Corruption in courts is an open secret but weeding it out seems impossible
Shishir Tripathi | December 1, 2017 | New Delhi
There are two views on what happened in the supreme court on November 10. Some media reports described it as unprecedented and high-voltage drama. A senior advocate, however, points out it was neither unprecedented nor was the crescendo of arguments that marked the hearing of the highest voltage.
There have been numerous instances in the history of the higher judiciary in India when lawyers have walked out of the court to express their displeasure with milords. There have been recorded cases of milords expressing deep anguish over the “attack on the institution” and issuing contempt notices to petitioners.
So, what was unprecedented? Perhaps the subtext of the entire episode.
Simply put, the showdown was over the question of who is the ‘master of the roster’ and has the prerogative to constitute benches. It was a question that came up when a two-judge bench headed by justice J Chelameswar passed an order to set up a larger bench to hear a petition.
To go beyond the simple explanation, the order of the events needs to be made clear.
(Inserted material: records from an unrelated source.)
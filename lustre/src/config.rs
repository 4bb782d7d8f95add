use glam::UVec2;
use lustre_gpu as gpu;

/// Resolution, relative to the native one, at which a signal is traced and
/// denoised.
#[derive(Clone, Copy, Debug, Default, PartialEq, Eq, Hash)]
pub enum RayTraceScale {
    #[default]
    Full,
    Half,
    Quarter,
}

impl RayTraceScale {
    /// Returns the G-buffer mip level matching this scale.
    pub fn mip(self) -> u32 {
        match self {
            RayTraceScale::Full => 0,
            RayTraceScale::Half => 1,
            RayTraceScale::Quarter => 2,
        }
    }

    pub fn working_size(self, native_size: UVec2) -> UVec2 {
        gpu::mip_size(native_size, self.mip())
    }

    pub fn is_full(self) -> bool {
        self == RayTraceScale::Full
    }
}

/// Stage whose result [`crate::Denoiser::output()`] exposes.
#[derive(Clone, Copy, Debug, Default, PartialEq, Eq, Hash)]
pub enum OutputStage {
    RayTrace,
    TemporalAccumulation,
    ATrous,

    /// Final output; at full scale this is the same as [`Self::ATrous`]
    #[default]
    Upsample,
}

#[derive(Clone, Copy, Debug, Default, PartialEq, Eq, Hash)]
pub enum ReprojectionMode {
    /// Follow the G-buffer's motion vectors
    #[default]
    MotionVectors,

    /// Follow the virtual image of the reflected point (signal's alpha
    /// channel carries hit distance), falling back to motion vectors
    HitDistance,
}

impl ReprojectionMode {
    fn serialize(self) -> u32 {
        match self {
            ReprojectionMode::MotionVectors => {
                gpu::REPROJECTION_MODE_MOTION_VECTORS
            }
            ReprojectionMode::HitDistance => gpu::REPROJECTION_MODE_HIT_DISTANCE,
        }
    }
}

#[derive(Clone, Copy, Debug, PartialEq, Eq, Hash)]
pub enum DenoiserKind {
    Shadows,
    AmbientOcclusion,
    Reflections,
    GlobalIllumination,
}

impl DenoiserKind {
    pub fn name(self) -> &'static str {
        match self {
            DenoiserKind::Shadows => "shadows",
            DenoiserKind::AmbientOcclusion => "ao",
            DenoiserKind::Reflections => "reflections",
            DenoiserKind::GlobalIllumination => "gi",
        }
    }
}

/// Runtime-tweakable parameters of a denoiser instance.
///
/// Changing any of them never reallocates resources; see
/// [`DenoiserConfig::sanitized()`] for the accepted ranges.
#[derive(Clone, Copy, Debug, PartialEq)]
pub struct DenoiserConfig {
    /// Weight of the current sample once history is long enough
    pub alpha: f32,

    /// Same as `alpha`, but for the moments used to estimate variance
    pub moments_alpha: f32,

    /// Whether temporal history is fed from an à-trous iteration (see
    /// `feedback_iteration`) instead of the raw accumulated signal
    pub blur_as_input: bool,

    pub atrous_radius: u32,
    pub filter_iterations: u32,
    pub feedback_iteration: u32,
    pub phi_color: f32,
    pub phi_normal: f32,
    pub sigma_depth: f32,

    /// Pixels with history shorter than this many frames always get
    /// spatially filtered
    pub history_threshold: u32,

    /// Pixels with variance above this always get spatially filtered
    pub variance_threshold: f32,

    pub neighborhood_clamping: bool,
    pub neighborhood_std_scale: f32,
    pub reprojection_mode: ReprojectionMode,

    /// When disabled, the raw signal is passed through and no work is
    /// recorded
    pub denoise: bool,

    pub output_stage: OutputStage,
}

impl Default for DenoiserConfig {
    fn default() -> Self {
        Self {
            alpha: 0.01,
            moments_alpha: 0.2,
            blur_as_input: false,
            atrous_radius: 1,
            filter_iterations: 4,
            feedback_iteration: 1,
            phi_color: 10.0,
            phi_normal: 32.0,
            sigma_depth: 1.0,
            history_threshold: 4,
            variance_threshold: 1e-3,
            neighborhood_clamping: true,
            neighborhood_std_scale: 1.0,
            reprojection_mode: ReprojectionMode::MotionVectors,
            denoise: true,
            output_stage: OutputStage::Upsample,
        }
    }
}

impl DenoiserConfig {
    pub const MAX_RADIUS: u32 = gpu::ATROUS_MAX_RADIUS;
    pub const MAX_FILTER_ITERATIONS: u32 = 5;
    pub const MAX_FEEDBACK_ITERATION: u32 = 4;

    pub fn for_kind(kind: DenoiserKind) -> Self {
        match kind {
            DenoiserKind::Shadows => Self::default(),

            DenoiserKind::AmbientOcclusion => Self {
                filter_iterations: 3,
                ..Self::default()
            },

            DenoiserKind::Reflections => Self {
                alpha: 0.05,
                atrous_radius: 2,
                filter_iterations: 3,
                phi_color: 4.0,
                neighborhood_std_scale: 2.0,
                reprojection_mode: ReprojectionMode::HitDistance,
                ..Self::default()
            },

            DenoiserKind::GlobalIllumination => Self {
                alpha: 0.02,
                blur_as_input: true,
                filter_iterations: 5,
                feedback_iteration: 0,
                neighborhood_std_scale: 1.5,
                ..Self::default()
            },
        }
    }

    /// Returns a copy of this config with every parameter clamped into its
    /// valid range; NaNs fall back to defaults.
    pub fn sanitized(self) -> Self {
        let default = Self::default();

        let clamp = |value: f32, min: f32, max: f32, default: f32| {
            if value.is_nan() {
                default
            } else {
                value.clamp(min, max)
            }
        };

        Self {
            alpha: clamp(self.alpha, 0.0, 1.0, default.alpha),
            moments_alpha: clamp(
                self.moments_alpha,
                0.0,
                1.0,
                default.moments_alpha,
            ),
            atrous_radius: self.atrous_radius.min(Self::MAX_RADIUS),
            filter_iterations: self
                .filter_iterations
                .min(Self::MAX_FILTER_ITERATIONS),
            feedback_iteration: self
                .feedback_iteration
                .min(Self::MAX_FEEDBACK_ITERATION),
            phi_color: clamp(self.phi_color, 0.0, f32::MAX, default.phi_color),
            phi_normal: clamp(
                self.phi_normal,
                0.0,
                f32::MAX,
                default.phi_normal,
            ),
            sigma_depth: clamp(
                self.sigma_depth,
                0.0,
                f32::MAX,
                default.sigma_depth,
            ),
            history_threshold: self
                .history_threshold
                .min(gpu::MAX_HISTORY_LENGTH as u32),
            variance_threshold: clamp(
                self.variance_threshold,
                0.0,
                f32::MAX,
                default.variance_threshold,
            ),
            neighborhood_std_scale: clamp(
                self.neighborhood_std_scale,
                0.0,
                f32::MAX,
                default.neighborhood_std_scale,
            ),
            ..self
        }
    }

    /// Returns the iteration whose output feeds the temporal history, if
    /// any; otherwise history comes straight out of temporal accumulation.
    pub fn feedback_tap(&self) -> Option<u32> {
        (self.blur_as_input && self.feedback_iteration < self.filter_iterations)
            .then_some(self.feedback_iteration)
    }

    pub(crate) fn reproject_params(
        &self,
        history_valid: bool,
        gbuffer_mip: u32,
    ) -> gpu::ReprojectPassParams {
        gpu::ReprojectPassParams {
            alpha: self.alpha,
            moments_alpha: self.moments_alpha,
            history_threshold: self.history_threshold as f32,
            variance_threshold: self.variance_threshold,
            neighborhood_std_scale: self.neighborhood_std_scale,
            history_valid: history_valid as u32,
            neighborhood_clamping: self.neighborhood_clamping as u32,
            reprojection_mode: self.reprojection_mode.serialize(),
            gbuffer_mip,
        }
    }

    pub(crate) fn atrous_params(
        &self,
        iteration: u32,
        gbuffer_mip: u32,
    ) -> gpu::ATrousPassParams {
        gpu::ATrousPassParams {
            radius: self.atrous_radius,
            step_size: 1 << iteration,
            phi_color: self.phi_color,
            phi_normal: self.phi_normal,
            sigma_depth: self.sigma_depth,
            gbuffer_mip,
        }
    }
}
use fxhash::FxHashMap;
use log::trace;

use crate::{Barrier, Command, CommandList, ResourceId};

/// How a resource is about to be accessed; changing it requires a barrier.
#[derive(Clone, Copy, Debug, Default, PartialEq, Eq, Hash)]
pub enum ResourceState {
    #[default]
    Undefined,
    ShaderRead,
    ShaderWrite,
    TransferSrc,
    TransferDst,
    IndirectArgs,
}

impl ResourceState {
    pub fn is_write(self) -> bool {
        matches!(self, Self::ShaderWrite | Self::TransferDst)
    }
}

/// Remembers the last known state of each resource and records barriers
/// when (and only when) a resource has to change it.
///
/// Two consecutive writes count as a change too - storage writes from
/// separate passes must be ordered even though the layout stays the same.
#[derive(Debug, Default)]
pub struct StateTracker {
    states: FxHashMap<ResourceId, ResourceState>,
}

impl StateTracker {
    pub fn new() -> Self {
        Self::default()
    }

    pub fn state(&self, resource: impl Into<ResourceId>) -> ResourceState {
        self.states
            .get(&resource.into())
            .copied()
            .unwrap_or_default()
    }

    /// Transitions resource into given state, recording a barrier if needed;
    /// returns whether a barrier got recorded.
    pub fn transition(
        &mut self,
        commands: &mut CommandList,
        resource: impl Into<ResourceId>,
        state: ResourceState,
    ) -> bool {
        let resource = resource.into();
        let before = self.state(resource);

        if before == state && !state.is_write() {
            return false;
        }

        trace!("Barrier on {resource}: {before:?} -> {state:?}");

        commands.push(Command::Barrier(Barrier {
            resource,
            before,
            after: state,
        }));

        self.states.insert(resource, state);

        true
    }

    /// Overrides the known state of a resource without recording anything;
    /// used for resources written outside of our command lists (e.g. the
    /// signal produced by the ray tracer).
    pub fn assume(
        &mut self,
        resource: impl Into<ResourceId>,
        state: ResourceState,
    ) {
        self.states.insert(resource.into(), state);
    }

    pub fn forget(&mut self, resource: impl Into<ResourceId>) {
        self.states.remove(&resource.into());
    }

    pub fn len(&self) -> usize {
        self.states.len()
    }
}
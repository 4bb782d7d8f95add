use bytemuck::{Pod, Zeroable};

/// Selects which of the two double-buffered slots is written this frame.
///
/// Parity is handed to every pass that touches a double-buffered resource;
/// nothing reads it from shared state.
#[repr(C)]
#[derive(Clone, Copy, Default, PartialEq, Eq, Hash, Pod, Zeroable, Debug)]
pub struct FrameParity(u32);

impl FrameParity {
    pub const EVEN: Self = Self(0);
    pub const ODD: Self = Self(1);

    pub fn new(frame: u32) -> Self {
        Self(frame & 1)
    }

    pub fn flip(self) -> Self {
        Self(self.0 ^ 1)
    }

    /// Index of the slot written during this frame.
    pub fn curr(self) -> usize {
        self.0 as usize
    }

    /// Index of the slot holding last frame's data.
    pub fn prev(self) -> usize {
        self.flip().curr()
    }

    pub fn is_odd(self) -> bool {
        self.0 == 1
    }
}
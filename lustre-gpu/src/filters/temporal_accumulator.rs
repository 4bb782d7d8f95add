use glam::{ivec2, vec2, vec4, UVec2, Vec3, Vec4, Vec4Swizzles};

use crate::{
    lerp, BilinearFilter, Camera, F32Ext, GBufferEntry, ImageRead,
    ReprojectPassParams, Reprojection, Vec3Ext, MAX_HISTORY_LENGTH,
};

/// Blends this frame's noisy signal with its reprojected history, tracking
/// luminance moments for variance estimation.
pub struct TemporalAccumulator<'a, I> {
    pub camera: &'a Camera,
    pub params: &'a ReprojectPassParams,
    pub signal: &'a I,
    pub history_color: &'a I,
    pub history_moments: &'a I,
    pub curr_gbuffer: &'a I,
    pub prev_gbuffer: &'a I,
    pub motion: &'a I,
}

#[derive(Clone, Copy, Debug, PartialEq)]
pub struct Accumulated {
    /// rgb = accumulated color, a = variance
    pub color: Vec4,

    /// x = first moment, y = second moment, z = history length
    pub moments: Vec4,

    /// Blend factor the current sample was taken with
    pub alpha: f32,

    /// Whether this pixel wants its tile to go through the spatial filter
    pub needs_filtering: bool,
}

impl<'a, I> TemporalAccumulator<'a, I>
where
    I: ImageRead,
{
    pub fn run(self, pos: UVec2) -> Accumulated {
        let signal = self.signal.load(pos);
        let curr = GBufferEntry::load(self.curr_gbuffer, pos);
        let luma = signal.xyz().luma();

        // Sky doesn't need denoising, but it still has to land in the output
        // so that the filters can read it
        if curr.is_sky() {
            return Accumulated {
                color: signal.xyz().extend(0.0),
                moments: vec4(luma, luma.sqr(), 1.0, 0.0),
                alpha: 1.0,
                needs_filtering: false,
            };
        }

        let reprojection = if self.params.is_history_valid() {
            self.reproject(pos, signal, curr)
        } else {
            Default::default()
        };

        let (mut history, history_moments) = if reprojection.is_some() {
            let color = BilinearFilter::reproject(reprojection, |pos| {
                self.history_color.load(pos)
            });

            let moments = BilinearFilter::reproject(reprojection, |pos| {
                self.history_moments.load(pos)
            });

            (color.xyz(), moments)
        } else {
            (signal.xyz(), Vec4::ZERO)
        };

        let mut history_len = history_moments.z;
        let neighborhood = Neighborhood::new(self.signal, self.curr_gbuffer, pos);

        if reprojection.is_some() && self.params.is_neighborhood_clamping_enabled()
        {
            let extent = neighborhood.std * self.params.neighborhood_std_scale;
            let clamped = history.clamp(
                neighborhood.mean - extent,
                neighborhood.mean + extent,
            );

            let dist = (history - clamped).length();

            // The further history had to be moved, the less we trust it
            if dist > 0.0 {
                let extent = extent.length();

                history_len *= extent / (extent + dist);
            }

            history = clamped;
        }

        let history_len = (history_len + 1.0).min(MAX_HISTORY_LENGTH);
        let alpha = self.params.alpha.max(1.0 / history_len);
        let moments_alpha = self.params.moments_alpha.max(1.0 / history_len);

        let color = lerp(history, signal.xyz(), alpha);

        let moments = lerp(
            history_moments.xy(),
            vec2(luma, luma.sqr()),
            moments_alpha,
        );

        let variance = if history_len < self.params.history_threshold {
            neighborhood.luma_variance
        } else {
            (moments.y - moments.x.sqr()).max(0.0)
        };

        Accumulated {
            color: color.extend(variance),
            moments: vec4(moments.x, moments.y, history_len, 0.0),
            alpha,
            needs_filtering: history_len < self.params.history_threshold
                || variance > self.params.variance_threshold,
        }
    }

    fn reproject(
        &self,
        pos: UVec2,
        signal: Vec4,
        curr: GBufferEntry,
    ) -> Reprojection {
        if self.params.uses_hit_distance() {
            let reprojection = Reprojection::find_virtual(
                self.camera,
                pos,
                signal.w,
                curr,
                self.prev_gbuffer,
            );

            if reprojection.is_some() {
                return reprojection;
            }
        }

        Reprojection::find(
            pos,
            self.motion.load(pos).xy(),
            curr,
            self.prev_gbuffer,
        )
    }
}

/// Statistics of the current signal over a 3x3 window, ignoring sky.
struct Neighborhood {
    mean: Vec3,
    std: Vec3,
    luma_variance: f32,
}

impl Neighborhood {
    fn new(
        signal: &impl ImageRead,
        gbuffer: &impl ImageRead,
        center: UVec2,
    ) -> Self {
        let mut m1 = Vec3::ZERO;
        let mut m2 = Vec3::ZERO;
        let mut luma_m1 = 0.0;
        let mut luma_m2 = 0.0;
        let mut count = 0.0;

        for dy in -1..=1 {
            for dx in -1..=1 {
                let pos = center.as_ivec2() + ivec2(dx, dy);

                let Some(sample) = signal.try_load(pos) else {
                    continue;
                };

                if GBufferEntry::load(gbuffer, pos.as_uvec2()).is_sky() {
                    continue;
                }

                let sample = sample.xyz();
                let luma = sample.luma();

                m1 += sample;
                m2 += sample * sample;
                luma_m1 += luma;
                luma_m2 += luma.sqr();
                count += 1.0;
            }
        }

        // The center pixel is never sky here, so there's at least one sample
        let mean = m1 / count;
        let std = (m2 / count - mean * mean).max(Vec3::ZERO);

        Self {
            mean,
            std: Vec3::new(std.x.sqrt(), std.y.sqrt(), std.z.sqrt()),
            luma_variance: (luma_m2 / count - (luma_m1 / count).sqr()).max(0.0),
        }
    }
}

#[cfg(test)]
mod tests {
    use glam::uvec2;
    use rand::rngs::StdRng;
    use rand::{Rng, SeedableRng};

    use super::*;
    use crate::ImageView;

    const SIZE: UVec2 = UVec2::new(8, 8);

    struct Scene {
        camera: Camera,
        params: ReprojectPassParams,
        signal: Vec<Vec4>,
        history_color: Vec<Vec4>,
        history_moments: Vec<Vec4>,
        gbuffer: Vec<Vec4>,
        motion: Vec<Vec4>,
    }

    impl Scene {
        fn new(signal: Vec4) -> Self {
            let len = (SIZE.x * SIZE.y) as usize;

            Self {
                camera: Default::default(),
                params: ReprojectPassParams {
                    alpha: 0.1,
                    moments_alpha: 0.2,
                    history_threshold: 4.0,
                    variance_threshold: 1e-3,
                    neighborhood_std_scale: 1.0,
                    history_valid: 1,
                    ..Default::default()
                },
                signal: vec![signal; len],
                history_color: vec![Vec4::ZERO; len],
                history_moments: vec![Vec4::ZERO; len],
                gbuffer: vec![GBufferEntry::new(Vec3::Z, 4.0).pack(); len],
                motion: vec![Vec4::ZERO; len],
            }
        }

        fn run(&self, pos: UVec2) -> Accumulated {
            let signal = ImageView::new(SIZE, &self.signal);
            let history_color = ImageView::new(SIZE, &self.history_color);
            let history_moments = ImageView::new(SIZE, &self.history_moments);
            let gbuffer = ImageView::new(SIZE, &self.gbuffer);
            let motion = ImageView::new(SIZE, &self.motion);

            TemporalAccumulator {
                camera: &self.camera,
                params: &self.params,
                signal: &signal,
                history_color: &history_color,
                history_moments: &history_moments,
                curr_gbuffer: &gbuffer,
                prev_gbuffer: &gbuffer,
                motion: &motion,
            }
            .run(pos)
        }

        /// Runs accumulation over the entire image and feeds the result back
        /// as history, like two consecutive frames would.
        fn step(&mut self) -> Vec<Accumulated> {
            let out: Vec<_> = (0..SIZE.y)
                .flat_map(|y| (0..SIZE.x).map(move |x| uvec2(x, y)))
                .map(|pos| self.run(pos))
                .collect();

            self.history_color = out.iter().map(|acc| acc.color).collect();
            self.history_moments = out.iter().map(|acc| acc.moments).collect();

            out
        }
    }

    #[test]
    fn invalid_history_takes_current_sample() {
        let mut scene = Scene::new(vec4(0.3, 0.6, 0.9, 0.0));

        scene.params.history_valid = 0;
        scene.history_color = vec![Vec4::splat(1234.0); 64];
        scene.history_moments = vec![vec4(5.0, 6.0, 20.0, 0.0); 64];

        let target = scene.run(uvec2(3, 3));

        assert_eq!(1.0, target.alpha);
        assert_eq!(Vec3::new(0.3, 0.6, 0.9), target.color.xyz());
        assert!(target.color.w < 1e-6);
        assert_eq!(1.0, target.moments.z);
        assert!(target.needs_filtering);
    }

    #[test]
    fn zeroed_history_takes_current_sample() {
        let scene = Scene::new(Vec4::splat(0.5));
        let target = scene.run(uvec2(3, 3));

        assert_eq!(1.0, target.alpha);
        assert_eq!(Vec3::splat(0.5), target.color.xyz());
    }

    #[test]
    fn disocclusion_takes_current_sample() {
        let mut scene = Scene::new(Vec4::splat(0.5));

        scene.history_color = vec![Vec4::splat(0.1); 64];
        scene.history_moments = vec![vec4(0.1, 0.01, 10.0, 0.0); 64];

        // Everything moved in from off-screen
        scene.motion = vec![vec4(2.0, 0.0, 0.0, 0.0); 64];

        let target = scene.run(uvec2(3, 3));

        assert_eq!(1.0, target.alpha);
        assert_eq!(Vec3::splat(0.5), target.color.xyz());
    }

    #[test]
    fn converges_monotonically() {
        let mut scene = Scene::new(Vec4::ONE);

        scene.history_moments = vec![vec4(0.0, 0.0, 1.0, 0.0); 64];

        let mut prev = 0.0;
        let mut prev_variance = f32::MAX;

        for frame in 0..60 {
            let target = scene.step()[27];
            let color = target.color.x;
            let variance = target.color.w;

            assert!(color > prev, "frame {frame}: {color} <= {prev}");
            assert!(color <= 1.0);

            if frame > 4 && frame < 30 {
                assert!(variance <= prev_variance + 1e-6, "frame {frame}");
            }

            prev = color;
            prev_variance = variance;
        }

        // ~6/alpha frames
        assert!((1.0 - prev) < 1e-3, "{prev}");
        assert!(prev_variance < 1e-4, "{prev_variance}");
    }

    #[test]
    fn neighborhood_clamping_rejects_stale_history() {
        let mut scene = Scene::new(Vec4::ONE);

        scene.params.neighborhood_clamping = 1;
        scene.history_color = vec![Vec4::ZERO; 64];
        scene.history_moments = vec![vec4(0.0, 0.0, 12.0, 0.0); 64];

        let target = scene.run(uvec2(3, 3));

        assert_eq!(Vec3::ONE, target.color.xyz());
        assert_eq!(1.0, target.moments.z);
        assert_eq!(0.0, target.color.w);
    }

    #[test]
    fn variance_is_estimated_spatially_for_young_history() {
        let mut rng = StdRng::seed_from_u64(1234);
        let mut scene = Scene::new(Vec4::ZERO);

        scene.params.history_valid = 0;
        scene.signal = (0..64)
            .map(|_| Vec4::splat(rng.gen_range(0.0..1.0)))
            .collect();

        let target = scene.run(uvec2(3, 3));

        assert!(target.color.w > 0.0);
        assert!(target.color.w.is_finite());
        assert!(target.needs_filtering);
    }

    #[test]
    fn sky_is_passed_through() {
        let mut scene = Scene::new(vec4(0.2, 0.4, 0.8, 0.0));

        scene.gbuffer[3 * 8 + 3] = GBufferEntry::sky().pack();

        let target = scene.run(uvec2(3, 3));

        assert_eq!(vec4(0.2, 0.4, 0.8, 0.0), target.color);
        assert!(!target.needs_filtering);
    }

    #[test]
    fn hit_distance_falls_back_to_motion_vectors() {
        let mut scene = Scene::new(Vec4::new(1.0, 1.0, 1.0, -1.0));

        scene.params.reprojection_mode = crate::REPROJECTION_MODE_HIT_DISTANCE;
        scene.history_color = vec![Vec4::splat(0.5); 64];
        scene.history_moments = vec![vec4(0.5, 0.25, 8.0, 0.0); 64];

        let target = scene.run(uvec2(3, 3));

        // Negative hit distance means a miss, so reprojection must have
        // gone through the (zero) motion vectors
        assert_eq!(9.0, target.moments.z);
        assert!(target.alpha < 1.0);
    }
}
The petition in question was seeking a probe by a special investigation team into allegations of corruption involving a medical college in Lucknow and retired Orissa high court judge IM Quddusi. In this alleged scam, probed by the Central Bureau of Investigation (CBI), former members of the higher judiciary allegedly took bribes to manipulate court orders in favour of medical colleges that had failed to get official registration from the Medical Council of India (MCI).
The Campaign for Judicial Accountability and Reforms (CJAR), represented by advocate Prashant Bhushan, moved a petition
seeking a court-monitored probe in this matter.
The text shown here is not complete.